I modeled the service after the annual lunch meeting, where people would donate ~$3 million for the privilege of having lunch and discussion with Warren Buffet. Given that most people are not Warren Buffet, and most other people cannot afford such a pricey donation, the price would have to be adjusted to match the needs of the masses. Quiv allowed us to democratize this concept.

However, the real challenge lies in the fact that people WANT to connect to famous people they have heard of, which are not necessarily the RIGHT people for them. Everyone wants to get sage advice from Mark Zuckerberg or Elon Musk. Sadly, even if they wanted to, Mark and Elon do not have enough time to answer all these people. Even if they did, the value of their time would be far too high for people to afford. To illustrate: a young entrepreneur wishes to get some advice about growth hacking. She would get much more value from a junior unknown person who has been focused on that subject in 2018 than from Mark or Chamath. That junior unknown person would also be much more likely to be able to spend some time mentoring an entrepreneur.

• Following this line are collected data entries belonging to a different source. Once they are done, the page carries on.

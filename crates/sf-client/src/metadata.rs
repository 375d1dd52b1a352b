//! Simulation metadata: provider JSON models and the providers that fetch them.

use std::path::{Path, PathBuf};

use async_trait::async_trait;
use serde::{Deserialize, Serialize};
use sf_tree::{AssetCollectionListing, FileRecord, PrimaryListing};
use tracing::{debug, error};
use url::Url;

use crate::config::ClientConfig;
use crate::error::{ClientError, ClientResult};
use crate::fetch::{Fetcher, Payload, ResponseType};

/// Job state of a completed HPC job.
pub const FINISHED: &str = "Finished";

/// Answer to a simulation info request.
#[derive(Debug, Clone, Default, PartialEq, Serialize, Deserialize)]
#[serde(rename_all = "PascalCase")]
pub struct SimulationsResponse {
    #[serde(default)]
    pub simulations: Vec<SimInfo>,
}

#[derive(Debug, Clone, Default, PartialEq, Serialize, Deserialize)]
#[serde(rename_all = "PascalCase")]
pub struct SimInfo {
    pub id: String,
    #[serde(default)]
    pub name: Option<String>,
    #[serde(default)]
    pub owner: Option<String>,
    #[serde(default)]
    pub date_created: Option<String>,
    #[serde(default)]
    pub last_modified: Option<String>,
    #[serde(default)]
    pub simulation_state: Option<String>,
    /// Input files; the listing used when no job finished.
    #[serde(default)]
    pub files: Vec<FileRecord>,
    #[serde(rename = "HPCJobs", default)]
    pub hpc_jobs: Vec<HpcJob>,
}

impl SimInfo {
    /// First job that reached the `Finished` state.
    pub fn finished_job(&self) -> Option<&HpcJob> {
        self.hpc_jobs.iter().find(|job| job.job_state == FINISHED)
    }
}

#[derive(Debug, Clone, Default, PartialEq, Serialize, Deserialize)]
#[serde(rename_all = "PascalCase")]
pub struct HpcJob {
    pub id: String,
    #[serde(default)]
    pub job_id: Option<i64>,
    #[serde(default)]
    pub job_state: String,
    #[serde(default)]
    pub working_directory: Option<String>,
    #[serde(default)]
    pub configuration: JobConfiguration,
}

#[derive(Debug, Clone, Default, PartialEq, Serialize, Deserialize)]
#[serde(rename_all = "PascalCase")]
pub struct JobConfiguration {
    #[serde(default)]
    pub asset_collection_id: Option<String>,
    #[serde(default)]
    pub simulation_input_args: Option<String>,
}

/// Source of simulation info and the two listings a tree is built from.
#[async_trait]
pub trait MetadataProvider: Send + Sync {
    async fn simulation_info(&self, sim_id: &str) -> ClientResult<SimulationsResponse>;

    /// Output listing of one finished job.
    async fn output_listing(&self, sim_id: &str, job: &HpcJob) -> ClientResult<PrimaryListing>;

    async fn asset_listing(&self, asset_collection_id: &str) -> ClientResult<AssetCollectionListing>;
}

/// Provider backed by the COMPS REST endpoints, through a caller-supplied fetcher.
#[derive(Debug, Clone)]
pub struct CompsMetadata<F> {
    config: ClientConfig,
    fetcher: F,
}

impl<F: Fetcher> CompsMetadata<F> {
    pub fn new(config: ClientConfig, fetcher: F) -> Self {
        Self { config, fetcher }
    }

    pub fn config(&self) -> &ClientConfig {
        &self.config
    }

    pub fn fetcher(&self) -> &F {
        &self.fetcher
    }

    fn endpoint(&self, segments: &[&str], query: &[(&str, &str)]) -> ClientResult<Url> {
        let mut url = Url::parse(&self.config.base_url)?;
        url.path_segments_mut()
            .map_err(|()| ClientError::Config {
                what: format!("base_url cannot be a base: {}", self.config.base_url),
            })?
            .pop_if_empty()
            .extend(segments);
        url.query_pairs_mut().extend_pairs(query);
        Ok(url)
    }

    pub fn simulation_info_url(&self, sim_id: &str) -> ClientResult<Url> {
        self.endpoint(
            &["api", "Simulations", sim_id],
            &[("format", "json"), ("children", "files,hpcjobs")],
        )
    }

    pub fn output_listing_url(&self, sim_id: &str, job: &HpcJob) -> ClientResult<Url> {
        self.endpoint(
            &["asset", "Simulations", sim_id, "output", ""],
            &[
                ("hpcjobid", job.id.as_str()),
                ("format", "json"),
                ("followSymLinks", "0"),
                ("flatten", "0"),
                ("zip", "0"),
            ],
        )
    }

    pub fn asset_listing_url(&self, asset_collection_id: &str) -> ClientResult<Url> {
        self.endpoint(
            &["api", "AssetCollections", asset_collection_id, ""],
            &[("children", "assets"), ("format", "json")],
        )
    }

    async fn fetch_json(&self, url: Url) -> ClientResult<serde_json::Value> {
        debug!(%url, "metadata request");
        match self.fetcher.fetch(url.as_str(), ResponseType::Json).await? {
            Payload::Json(value) => Ok(value),
            Payload::Text(body) => {
                error!(%url, "provider answered with text instead of JSON; session may have expired");
                Err(ClientError::Rejected {
                    what: format!("{url}: {}", body.chars().take(80).collect::<String>()),
                })
            }
            Payload::Bytes(_) => Err(ClientError::UnexpectedPayload {
                url: url.to_string(),
                expected: ResponseType::Json,
            }),
        }
    }
}

#[async_trait]
impl<F: Fetcher> MetadataProvider for CompsMetadata<F> {
    async fn simulation_info(&self, sim_id: &str) -> ClientResult<SimulationsResponse> {
        let value = self.fetch_json(self.simulation_info_url(sim_id)?).await?;
        Ok(serde_json::from_value(value)?)
    }

    async fn output_listing(&self, sim_id: &str, job: &HpcJob) -> ClientResult<PrimaryListing> {
        let value = self.fetch_json(self.output_listing_url(sim_id, job)?).await?;
        Ok(serde_json::from_value(value)?)
    }

    async fn asset_listing(&self, asset_collection_id: &str) -> ClientResult<AssetCollectionListing> {
        let value = self.fetch_json(self.asset_listing_url(asset_collection_id)?).await?;
        Ok(serde_json::from_value(value)?)
    }
}

/// Provider replaying a captured snapshot directory.
///
/// The directory holds `simulation.json`, `output.json` and `assets.json`,
/// each in the shape the REST endpoints return.
#[derive(Debug, Clone)]
pub struct SnapshotMetadata {
    dir: PathBuf,
}

impl SnapshotMetadata {
    pub const SIMULATION_FILE: &'static str = "simulation.json";
    pub const OUTPUT_FILE: &'static str = "output.json";
    pub const ASSETS_FILE: &'static str = "assets.json";

    pub fn new(dir: impl Into<PathBuf>) -> Self {
        Self { dir: dir.into() }
    }

    pub fn dir(&self) -> &Path {
        &self.dir
    }

    fn read(&self, name: &str) -> ClientResult<String> {
        Ok(std::fs::read_to_string(self.dir.join(name))?)
    }
}

#[async_trait]
impl MetadataProvider for SnapshotMetadata {
    /// Only simulations whose id matches are returned.
    async fn simulation_info(&self, sim_id: &str) -> ClientResult<SimulationsResponse> {
        let mut response: SimulationsResponse =
            serde_json::from_str(&self.read(Self::SIMULATION_FILE)?)?;
        response.simulations.retain(|sim| sim.id == sim_id);
        Ok(response)
    }

    async fn output_listing(&self, _sim_id: &str, _job: &HpcJob) -> ClientResult<PrimaryListing> {
        Ok(sf_tree::parse_primary_listing(&self.read(Self::OUTPUT_FILE)?)?)
    }

    async fn asset_listing(&self, _asset_collection_id: &str) -> ClientResult<AssetCollectionListing> {
        Ok(sf_tree::parse_asset_listing(&self.read(Self::ASSETS_FILE)?)?)
    }
}

#[cfg(test)]
mod tests {
    use super::*;
    use crate::fetch::FetchError;
    use futures::executor::block_on;
    use serde_json::json;

    struct Canned(Payload);

    #[async_trait]
    impl Fetcher for Canned {
        async fn fetch(&self, _: &str, _: ResponseType) -> Result<Payload, FetchError> {
            Ok(self.0.clone())
        }
    }

    fn job(id: &str, state: &str) -> HpcJob {
        HpcJob {
            id: id.to_string(),
            job_state: state.to_string(),
            ..HpcJob::default()
        }
    }

    #[test]
    fn builds_rest_urls() {
        let comps = CompsMetadata::new(ClientConfig::default(), Canned(Payload::Text(String::new())));
        assert_eq!(
            comps.simulation_info_url("abc").unwrap().as_str(),
            "https://comps.idmod.org/api/Simulations/abc?format=json&children=files%2Chpcjobs"
        );
        assert_eq!(
            comps.output_listing_url("abc", &job("j1", FINISHED)).unwrap().as_str(),
            "https://comps.idmod.org/asset/Simulations/abc/output/?hpcjobid=j1&format=json&followSymLinks=0&flatten=0&zip=0"
        );
        assert_eq!(
            comps.asset_listing_url("ac9").unwrap().as_str(),
            "https://comps.idmod.org/api/AssetCollections/ac9/?children=assets&format=json"
        );
    }

    #[test]
    fn base_path_is_kept() {
        let config = ClientConfig::default().with_base_url("http://localhost:8080/comps/api/");
        let comps = CompsMetadata::new(config, Canned(Payload::Text(String::new())));
        assert_eq!(
            comps.asset_listing_url("x").unwrap().path(),
            "/comps/api/AssetCollections/x/"
        );
    }

    #[test]
    fn text_answer_is_rejected() {
        let comps = CompsMetadata::new(
            ClientConfig::default(),
            Canned(Payload::Text("<html>Sign in</html>".into())),
        );
        let err = block_on(comps.simulation_info("abc")).unwrap_err();
        assert!(matches!(err, ClientError::Rejected { .. }));
    }

    #[test]
    fn parses_simulation_info() {
        let comps = CompsMetadata::new(
            ClientConfig::default(),
            Canned(Payload::Json(json!({
                "Simulations": [{
                    "Id": "abc",
                    "Name": "baseline",
                    "SimulationState": "Succeeded",
                    "Files": [{"Type": "File", "FriendlyName": "config.json", "Length": 10}],
                    "HPCJobs": [
                        {"Id": "j0", "JobId": 7, "JobState": "Failed"},
                        {"Id": "j1", "JobState": "Finished",
                         "Configuration": {"AssetCollectionId": "ac9",
                                           "SimulationInputArgs": "--config config.json"}}
                    ]
                }]
            }))),
        );
        let response = block_on(comps.simulation_info("abc")).unwrap();
        let info = &response.simulations[0];
        assert_eq!(info.name.as_deref(), Some("baseline"));
        assert_eq!(info.files.len(), 1);
        assert_eq!(info.hpc_jobs[0].job_id, Some(7));

        let finished = info.finished_job().unwrap();
        assert_eq!(finished.id, "j1");
        assert_eq!(finished.configuration.asset_collection_id.as_deref(), Some("ac9"));
    }

    #[test]
    fn no_finished_job() {
        let info = SimInfo {
            id: "x".into(),
            hpc_jobs: vec![job("a", "Running"), job("b", "Canceled")],
            ..SimInfo::default()
        };
        assert!(info.finished_job().is_none());
    }
}
//! sf-client: simulation assembly over caller-supplied I/O.
//!
//! This crate wires the tree and report crates to the outside world:
//! - `Fetcher`, the asynchronous collaborator that retrieves URLs
//! - `MetadataProvider`, with `CompsMetadata` (REST) and `SnapshotMetadata`
//!   (captured directory) implementations
//! - `SimulationAssembler`, which turns a simulation id into a `Simulation`
//! - `load_spatial_reports`, decoding every spatial report of a tree
//!
//! No transport lives here; a `Fetcher` implementation supplies it.

pub mod assembler;
pub mod config;
pub mod error;
pub mod fetch;
pub mod local;
pub mod metadata;
pub mod reports;
pub mod simulation;

// Re-export key types for convenience
pub use assembler::SimulationAssembler;
pub use config::{ClientConfig, DEFAULT_BASE_URL, DEV_BASE_URL, clean_base_url};
pub use error::{ClientError, ClientResult};
pub use fetch::{FetchError, Fetcher, Payload, ResponseType, fetch_many};
pub use local::LocalFetcher;
pub use metadata::{
    CompsMetadata, HpcJob, JobConfiguration, MetadataProvider, SimInfo, SimulationsResponse,
    SnapshotMetadata,
};
pub use reports::{load_spatial_reports, source_url};
pub use simulation::{NodeStats, Simulation, overlay_value};
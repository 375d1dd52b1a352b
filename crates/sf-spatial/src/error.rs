//! Error types for spatial report decoding.

use thiserror::Error;

/// Errors encountered while decoding a spatial report.
#[derive(Error, Debug, Clone, PartialEq, Eq)]
pub enum SpatialError {
    #[error("Truncated spatial report: need {needed} bytes, got {actual}")]
    Truncated { needed: u64, actual: usize },

    #[error("Override node ids do not match the report: expected {expected}, got {actual}")]
    NodeIdCountMismatch { expected: usize, actual: usize },

    #[error("Timestep labels overflow: offset {offset} with {timesteps} timesteps")]
    TimestepOverflow { offset: i64, timesteps: u32 },
}

pub type SpatialResult<T> = Result<T, SpatialError>;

Wouldn’t it be great if there was a system that would understand what a person needs, and match them with someone who can provide them with actual value?

So, how do we create such a match? How can we build a system that understands what a person needs (when quite often, they either do not know themselves, or are unable/unwilling to articulate it), and find the most suitable person to connect them with?

Enter Facebook!

Facebook has copious amounts of data representing human behavior based on what people do proactively (posts, comments, etc.), actively (clicks, likes, shares, etc.), and passively (views and time spent consuming certain content).

This data should allow Facebook to figure out two derivatives of human behavior:

Derivative I: How people wish to be seen based or what they perceive is the correct way for them to appear to others.

Derivative II: Who people really are and what they really want.

Derivative II is the holy grail, as it allows Facebook to know (better than the person themselves) how to connect them to the RIGHT person.

Connecting with people you SHOULD know is the next logical step in Facebook’s strategy.

The opportunities and use cases are vast:

Connecting entrepreneurs to the right mentors and Founders to the right investors.

Matching potential and deal business partners, pen pals, travelers with tour guides, companies to consultants & advisors, vendors to service seekers, etc.